• What you will do
Word for word, restate the lines of the material below from its first line through the one containing "let v = value.into();". Omit the rest.

• Data excerpts
---

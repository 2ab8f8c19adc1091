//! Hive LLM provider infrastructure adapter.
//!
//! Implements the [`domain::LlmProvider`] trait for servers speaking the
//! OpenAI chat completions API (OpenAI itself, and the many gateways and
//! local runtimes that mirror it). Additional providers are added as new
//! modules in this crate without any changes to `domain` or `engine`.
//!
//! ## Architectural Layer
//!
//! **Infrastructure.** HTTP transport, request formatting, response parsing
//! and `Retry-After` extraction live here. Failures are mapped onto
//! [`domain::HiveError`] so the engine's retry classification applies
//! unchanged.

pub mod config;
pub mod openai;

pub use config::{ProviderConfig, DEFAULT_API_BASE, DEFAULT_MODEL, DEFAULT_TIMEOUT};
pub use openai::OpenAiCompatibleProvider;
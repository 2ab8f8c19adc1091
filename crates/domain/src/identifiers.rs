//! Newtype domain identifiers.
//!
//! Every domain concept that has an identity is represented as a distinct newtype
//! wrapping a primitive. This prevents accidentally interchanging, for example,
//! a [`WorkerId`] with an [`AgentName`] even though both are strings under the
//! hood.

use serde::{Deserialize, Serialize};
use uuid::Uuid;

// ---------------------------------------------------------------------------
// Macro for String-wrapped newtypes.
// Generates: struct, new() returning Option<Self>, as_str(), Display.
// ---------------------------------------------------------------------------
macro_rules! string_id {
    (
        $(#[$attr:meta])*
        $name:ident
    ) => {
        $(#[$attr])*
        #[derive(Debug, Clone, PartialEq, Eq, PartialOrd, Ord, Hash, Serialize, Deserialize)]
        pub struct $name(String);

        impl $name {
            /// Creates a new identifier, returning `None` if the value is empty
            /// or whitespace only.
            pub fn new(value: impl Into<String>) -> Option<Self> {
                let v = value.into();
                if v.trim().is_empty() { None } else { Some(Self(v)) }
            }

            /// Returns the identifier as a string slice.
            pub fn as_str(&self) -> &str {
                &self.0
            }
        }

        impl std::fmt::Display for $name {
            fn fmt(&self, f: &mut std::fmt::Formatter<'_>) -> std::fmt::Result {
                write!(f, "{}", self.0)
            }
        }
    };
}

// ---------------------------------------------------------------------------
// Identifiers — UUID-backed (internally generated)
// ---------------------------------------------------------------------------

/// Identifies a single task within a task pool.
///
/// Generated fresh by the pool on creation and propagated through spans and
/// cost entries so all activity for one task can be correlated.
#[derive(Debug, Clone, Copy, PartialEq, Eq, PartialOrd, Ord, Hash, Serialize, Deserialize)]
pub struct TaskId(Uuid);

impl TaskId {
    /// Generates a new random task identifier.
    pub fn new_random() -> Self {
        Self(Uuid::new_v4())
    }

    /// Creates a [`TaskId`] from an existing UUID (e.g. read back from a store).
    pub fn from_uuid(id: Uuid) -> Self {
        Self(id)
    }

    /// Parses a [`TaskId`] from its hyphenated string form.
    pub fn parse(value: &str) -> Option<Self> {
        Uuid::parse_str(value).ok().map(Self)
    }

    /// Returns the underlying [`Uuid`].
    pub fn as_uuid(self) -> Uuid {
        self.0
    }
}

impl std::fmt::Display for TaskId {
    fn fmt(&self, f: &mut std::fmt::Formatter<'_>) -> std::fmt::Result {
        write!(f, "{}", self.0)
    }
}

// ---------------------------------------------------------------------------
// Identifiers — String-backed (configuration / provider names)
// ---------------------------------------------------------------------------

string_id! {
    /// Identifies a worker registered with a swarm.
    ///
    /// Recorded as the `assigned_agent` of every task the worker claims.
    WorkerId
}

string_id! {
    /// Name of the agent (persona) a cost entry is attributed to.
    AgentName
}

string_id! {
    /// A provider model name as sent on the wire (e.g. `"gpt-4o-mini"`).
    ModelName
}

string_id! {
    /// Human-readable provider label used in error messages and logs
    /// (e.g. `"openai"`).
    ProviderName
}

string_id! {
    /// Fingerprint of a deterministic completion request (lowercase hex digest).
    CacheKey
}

---

• Problem solution
repository 2ab8f8c19adc1091
//! Hive LLM provider infrastructure adapter.
//!
//! Implements the [`domain::LlmProvider`] trait for servers speaking the
//! OpenAI chat completions API (OpenAI itself, and the many gateways and
//! local runtimes that mirror it). Additional providers are added as new
//! modules in this crate without any changes to `domain` or `engine`.
//!
//! ## Architectural Layer
//!
//! **Infrastructure.** HTTP transport, request formatting, response parsing
//! and `Retry-After` extraction live here. Failures are mapped onto
//! [`domain::HiveError`] so the engine's retry classification applies
//! unchanged.

pub mod config;
pub mod openai;

pub use config::{ProviderConfig, DEFAULT_API_BASE, DEFAULT_MODEL, DEFAULT_TIMEOUT};
pub use openai::OpenAiCompatibleProvider;
repository 2ab8f8c19adc1091
filename crates/domain/src/identifiers.rs
//! Newtype domain identifiers.
//!
//! Every domain concept that has an identity is represented as a distinct newtype
//! wrapping a primitive. This prevents accidentally interchanging, for example,
//! a [`WorkerId`] with an [`AgentName`] even though both are strings under the
//! hood.

use serde::{Deserialize, Serialize};
use uuid::Uuid;

// ---------------------------------------------------------------------------
// Macro for String-wrapped newtypes.
// Generates: struct, new() returning Option<Self>, as_str(), Display.
// ---------------------------------------------------------------------------
macro_rules! string_id {
    (
        $(#[$attr:meta])*
        $name:ident
    ) => {
        $(#[$attr])*
        #[derive(Debug, Clone, PartialEq, Eq, PartialOrd, Ord, Hash, Serialize, Deserialize)]
        pub struct $name(String);

        impl $name {
            /// Creates a new identifier, returning `None` if the value is empty
            /// or whitespace only.
            pub fn new(value: impl Into<String>) -> Option<Self> {
                let v = value.into();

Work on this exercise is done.